When the generated solution after quadratic interpolation is not as good as the elite inverse solution, it is selected according to the expression shown in Equation (9).

$$X^{\ast \ast }=\left\{\begin{array}{c}{X}^{\ast }, f(X^{\ast })<f(X^{\ast \ast })\\ X^{\ast \ast }. f(X^{\ast })⩾f(X^{\ast \ast })\end{array}\right.$$

(9)

(3) Overview of MSMA

The flow chart of the MSMA is shown in Figure 3, and the specific steps are summarized as follows.

Step 1: Determine the population size, the maximum number of iterations and the fitness function.

Step 2: Generate chaotic initialized population individuals according to Equations (4) and (5) and calculate the fitness values.

Step 3: Calculate the weight $W$ and the parameter $a$ according to Equations (1) and (2).

Step 4: Generate random number $r$, and then judge the size of random value $r$ and parameter $u$; if $r<u$, then update the individual position according to the first formula of Equation (3); otherwise, update parameters $q$, $vb$, $vc$. Judge the size of $r$ and parameter $q$; if $r<q$, then update the individual position according to the second formula of Equation (3); otherwise, update the individual position according to the third formula of Equation (3).
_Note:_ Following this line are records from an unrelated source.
//! Challenge endpoints: the CAPTCHA page shown inside the messenger's
//! web-app view, and the submission endpoint that turns a passed challenge
//! into a verification record.

use axum::{
    extract::{ConnectInfo, Query, State},
    http::StatusCode,
    response::Html,
    Form, Json,
};
use serde::{Deserialize, Serialize};
use serde_json::json;
use std::net::SocketAddr;

use crate::platform::FALLBACK_VERIFY_TTL_SECS;
use crate::registry;
use crate::state::AppState;
use crate::telegram::MessageOptions;
use crate::verify::gate;

/// Escape HTML special characters.
fn html_escape(s: &str) -> String {
    s.replace('&', "&amp;")
        .replace('<', "&lt;")
        .replace('>', "&gt;")
        .replace('"', "&quot;")
        .replace('\'', "&#39;")
}

#[derive(Debug, Deserialize)]
pub struct ChallengePageParams {
    pub uid: Option<String>,
    #[serde(default)]
    pub name: Option<String>,
    #[serde(default)]
    pub user: Option<String>,
}

#[derive(Debug, Deserialize)]
pub struct ChallengeSubmission {
    #[serde(rename = "cf-turnstile-response")]
    pub captcha_token: String,
    pub uid: Option<String>,
    #[serde(rename = "routeId", default)]
    pub route_id: Option<String>,
}

#[derive(Debug, Serialize)]
pub struct SubmitResponse {
    pub success: bool,
}

/// Response from the Turnstile siteverify endpoint.
#[derive(Debug, Deserialize)]
struct SiteverifyResponse {
    success: bool,
}

/// GET /verify — Render the CAPTCHA challenge page for a visitor.
/// `uid` and `routeId` are threaded through to the submission so the
/// resulting verification record lands under the right route-scoped key.
pub async fn challenge_page(
    State(state): State<AppState>,
    Query(params): Query<ChallengePageParams>,
) -> Result<Html<String>, (StatusCode, String)> {
    if params.uid.as_deref().unwrap_or("").is_empty() {
        return Err((StatusCode::BAD_REQUEST, "Missing UID".to_string()));
    }

    // uid/routeId stay in the query string; the submit script re-reads them
    // from there rather than from baked-in markup.
    let name = html_escape(params.name.as_deref().unwrap_or("User"));
    let user = html_escape(params.user.as_deref().unwrap_or(""));
    let site_key = html_escape(&state.config.turnstile_site_key);

    let html = format!(
        r#"<!DOCTYPE html>
<html lang="en">
<head>
    <meta charset="UTF-8">
    <meta name="viewport" content="width=device-width, initial-scale=1.0, maximum-scale=1.0, user-scalable=no">
    <title>Human Verification</title>
    <script src="https://telegram.org/js/telegram-web-app.js"></script>
    <script src="https://challenges.cloudflare.com/turnstile/v0/api.js" async defer></script>
    <style>
        :root {{ --bg-color: #f0f2f5; --text-color: #333; --primary: #3b82f6; }}
        body {{ font-family: -apple-system, sans-serif; display: flex; flex-direction: column; align-items: center; justify-content: center; min-height: 100vh; margin: 0; background: var(--bg-color); color: var(--text-color); }}
        .container {{ width: 100%; max-width: 400px; padding: 20px; text-align: center; }}
        h1 {{ font-size: 22px; margin-bottom: 8px; }}
        .user-info {{ font-size: 14px; color: #666; margin-bottom: 24px; }}
        .turnstile-wrapper {{ background: white; padding: 4px; border-radius: 8px; display: inline-block; margin-bottom: 20px; }}
        .footer {{ margin-top: 40px; font-size: 12px; color: #999; }}
    </style>
</head>
<body>
    <div class="container">
        <h1>Human Verification</h1>
        <div class="user-info">Current user: <b>{name} {user}</b></div>
        <form id="verifyForm">
            <div class="turnstile-wrapper">
                <div class="cf-turnstile" data-sitekey="{site_key}" data-callback="onSuccess"></div>
            </div>
        </form>
        <div id="msg" style="color: #666; font-size: 14px;">Complete the challenge above to continue...</div>
        <div class="footer">Secured by Cloudflare Turnstile</div>
    </div>
    <script>
        window.Telegram.WebApp.ready();
        window.Telegram.WebApp.expand();
        function onSuccess(token) {{
            const msg = document.getElementById('msg');
            msg.textContent = 'Submitting...';

            const urlParams = new URLSearchParams(window.location.search);
            const body = new URLSearchParams();
            body.append('cf-turnstile-response', token);
            body.append('uid', urlParams.get('uid'));
            body.append('routeId', urlParams.get('routeId') || '');

            fetch('/verify_submit', {{ method: 'POST', headers: {{ 'Content-Type': 'application/x-www-form-urlencoded' }}, body: body }})
            .then(r => r.json())
            .then(data => {{
                if (data.success) {{
                    msg.textContent = 'Verified!';
                    msg.style.color = 'green';
                    window.Telegram.WebApp.close();
                }} else {{
                    msg.textContent = 'Verification failed, please retry';
                    msg.style.color = 'red';
                    setTimeout(() => location.reload(), 1500);
                }}
            }});
        }}
    </script>
</body>
</html>"#
    );

    Ok(Html(html))
}

/// POST /verify_submit — Check the CAPTCHA token with the provider; on
/// success write the route-scoped verification record with the platform's
/// current default TTL and nudge the visitor via the route's bot.
pub async fn submit_challenge(
    State(state): State<AppState>,
    ConnectInfo(addr): ConnectInfo<SocketAddr>,
    Form(submission): Form<ChallengeSubmission>,
) -> Result<Json<SubmitResponse>, (StatusCode, String)> {
    let Some(uid) = submission.uid.as_deref().and_then(|u| u.parse::<i64>().ok()) else {
        return Ok(Json(SubmitResponse { success: false }));
    };
    if submission.captcha_token.is_empty() {
        return Ok(Json(SubmitResponse { success: false }));
    }

    // Verify the token against the CAPTCHA provider. Any upstream failure is
    // a user-facing "failed", never a persisted record.
    let passed = match verify_captcha_token(&state, &submission.captcha_token, &addr).await {
        Ok(passed) => passed,
        Err(e) => {
            tracing::warn!("CAPTCHA siteverify call failed: {}", e);
            false
        }
    };
    if !passed {
        return Ok(Json(SubmitResponse { success: false }));
    }

    let store = state.store.as_ref();

    // Normalize empty routeId (the page sends '' when absent) to the
    // defensive legacy path. The platform's configured TTL only applies to
    // route-scoped records; the legacy key always gets the hardcoded
    // fallback.
    let route_id = submission.route_id.as_deref().filter(|r| !r.is_empty());
    let ttl_secs = match route_id {
        Some(_) => gate::effective_ttl(store)
            .await
            .map_err(|e| (StatusCode::INTERNAL_SERVER_ERROR, e.to_string()))?,
        None => FALLBACK_VERIFY_TTL_SECS,
    };

    gate::mark_verified(store, route_id, uid, ttl_secs)
        .await
        .map_err(|e| (StatusCode::INTERNAL_SERVER_ERROR, e.to_string()))?;

    // Best-effort courtesy notice through the route's own bot. The record is
    // already written; a send failure must not fail the submission.
    if let Some(route_id) = route_id {
        if let Ok(Some(route)) = registry::lookup(store, route_id).await {
            let notice = "\u{2705} **Verified!**\n\nGive the system a few seconds to sync, then send your message again.";
            if let Err(e) = state
                .telegram
                .send_message(&route.token, uid, notice, MessageOptions::markdown())
                .await
            {
                tracing::debug!("Post-verification notice failed: {}", e);
            }
        }
    }

    tracing::info!(
        "Visitor {} verified (route: {})",
        uid,
        route_id.unwrap_or("<none>")
    );
    Ok(Json(SubmitResponse { success: true }))
}

async fn verify_captcha_token(
    state: &AppState,
    token: &str,
    addr: &SocketAddr,
) -> Result<bool, reqwest::Error> {
    let resp: SiteverifyResponse = state
        .http
        .post(&state.config.turnstile_verify_url)
        .json(&json!({
            "secret": state.config.turnstile_secret_key,
            "response": token,
            "remoteip": addr.ip().to_string(),
        }))
        .send()
        .await?
        .json()
        .await?;
    Ok(resp.success)
}

#[cfg(test)]
mod tests {
    use super::*;

    #[test]
    fn test_html_escape() {
        assert_eq!(
            html_escape(r#"<b>"a" & 'b'</b>"#),
            "&lt;b&gt;&quot;a&quot; &amp; &#39;b&#39;&lt;/b&gt;"
        );
    }
}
Step 5: Calculate the fitness values to obtain the current optimal solution.

Step 6: Update the global optimal solution according to Equations (6)–(9).
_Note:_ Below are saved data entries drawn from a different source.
//! In-memory store backend: a `DashMap` of entries carrying an optional
//! expiry instant, evicted lazily on read. Suitable for single-process
//! deployments and tests; the trait seam keeps an external KV backend
//! swappable without touching callers.

use std::sync::atomic::{AtomicI64, Ordering};
use std::time::Duration;

use async_trait::async_trait;
use chrono::{DateTime, Utc};
use dashmap::DashMap;

use super::{StateStore, StoreError};

#[derive(Debug, Clone)]
struct Entry {
    value: String,
    expires_at: Option<DateTime<Utc>>,
}

/// DashMap-backed `StateStore` with lazy TTL eviction.
#[derive(Debug, Default)]
pub struct MemoryStore {
    entries: DashMap<String, Entry>,
    /// Seconds added to the wall clock. Test affordance for TTL expiry;
    /// stays 0 in production.
    clock_skew_secs: AtomicI64,
}

impl MemoryStore {
    pub fn new() -> Self {
        Self::default()
    }

    /// Shift this store's notion of "now" forward. Lets tests observe
    /// store-level expiry without sleeping through real TTLs.
    pub fn advance(&self, by: Duration) {
        self.clock_skew_secs
            .fetch_add(by.as_secs() as i64, Ordering::SeqCst);
    }

    fn now(&self) -> DateTime<Utc> {
        Utc::now() + chrono::Duration::seconds(self.clock_skew_secs.load(Ordering::SeqCst))
    }
}

#[async_trait]
impl StateStore for MemoryStore {
    async fn get(&self, key: &str) -> Result<Option<String>, StoreError> {
        let now = self.now();

        // Lazy eviction: an expired entry is removed on first read after its
        // deadline and reported as absent, same as a never-written key.
        if let Some(entry) = self.entries.get(key) {
            if let Some(expires_at) = entry.expires_at {
                if expires_at <= now {
                    drop(entry);
                    self.entries.remove(key);
                    return Ok(None);
                }
            }
            return Ok(Some(entry.value.clone()));
        }
        Ok(None)
    }

    async fn put(&self, key: &str, value: &str, ttl: Option<Duration>) -> Result<(), StoreError> {
        let expires_at = ttl.map(|d| self.now() + chrono::Duration::seconds(d.as_secs() as i64));
        self.entries.insert(
            key.to_string(),
            Entry {
                value: value.to_string(),
                expires_at,
            },
        );
        Ok(())
    }
}
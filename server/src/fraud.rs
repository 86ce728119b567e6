//! External fraud blacklist lookup, consulted after a successful relay.
//! Fail-open: any fetch problem resolves to "not suspicious" so a transient
//! outage never blocks legitimate traffic.

/// Check whether a visitor id appears in the external blacklist.
pub async fn is_suspicious(http: &reqwest::Client, list_url: &str, visitor_id: i64) -> bool {
    match fetch_list(http, list_url).await {
        Ok(body) => body.contains(&visitor_id.to_string()),
        Err(e) => {
            tracing::debug!("Fraud list fetch failed (fail-open): {}", e);
            false
        }
    }
}

async fn fetch_list(http: &reqwest::Client, list_url: &str) -> Result<String, reqwest::Error> {
    http.get(list_url)
        .send()
        .await?
        .error_for_status()?
        .text()
        .await
}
Step 7: Determine whether the end condition is satisfied, and if so, output the global optimal solution and the fitness value; otherwise, repeat steps 2–6.

3.2. Experiments

In order to demonstrate the performance of the MSMA, ten benchmark testing functions are chosen from the CEC-2005 functions, and two classical constrained optimization problems are employed in this subsection. All the experiments including those in Section 4 are implemented on 11th Gen Intel(R) Core (TM) i7-11800H @ 2.30 GHz 2.30 GHz Processor and 32 GB RAM. All algorithms are coded and carried out in Python version 3.9 and Windows 11 Professional.

3.2.1. Benchmark Testing Functions

The ten benchmark testing functions are shown in

Table 2. The description of ten benchmark testing functions.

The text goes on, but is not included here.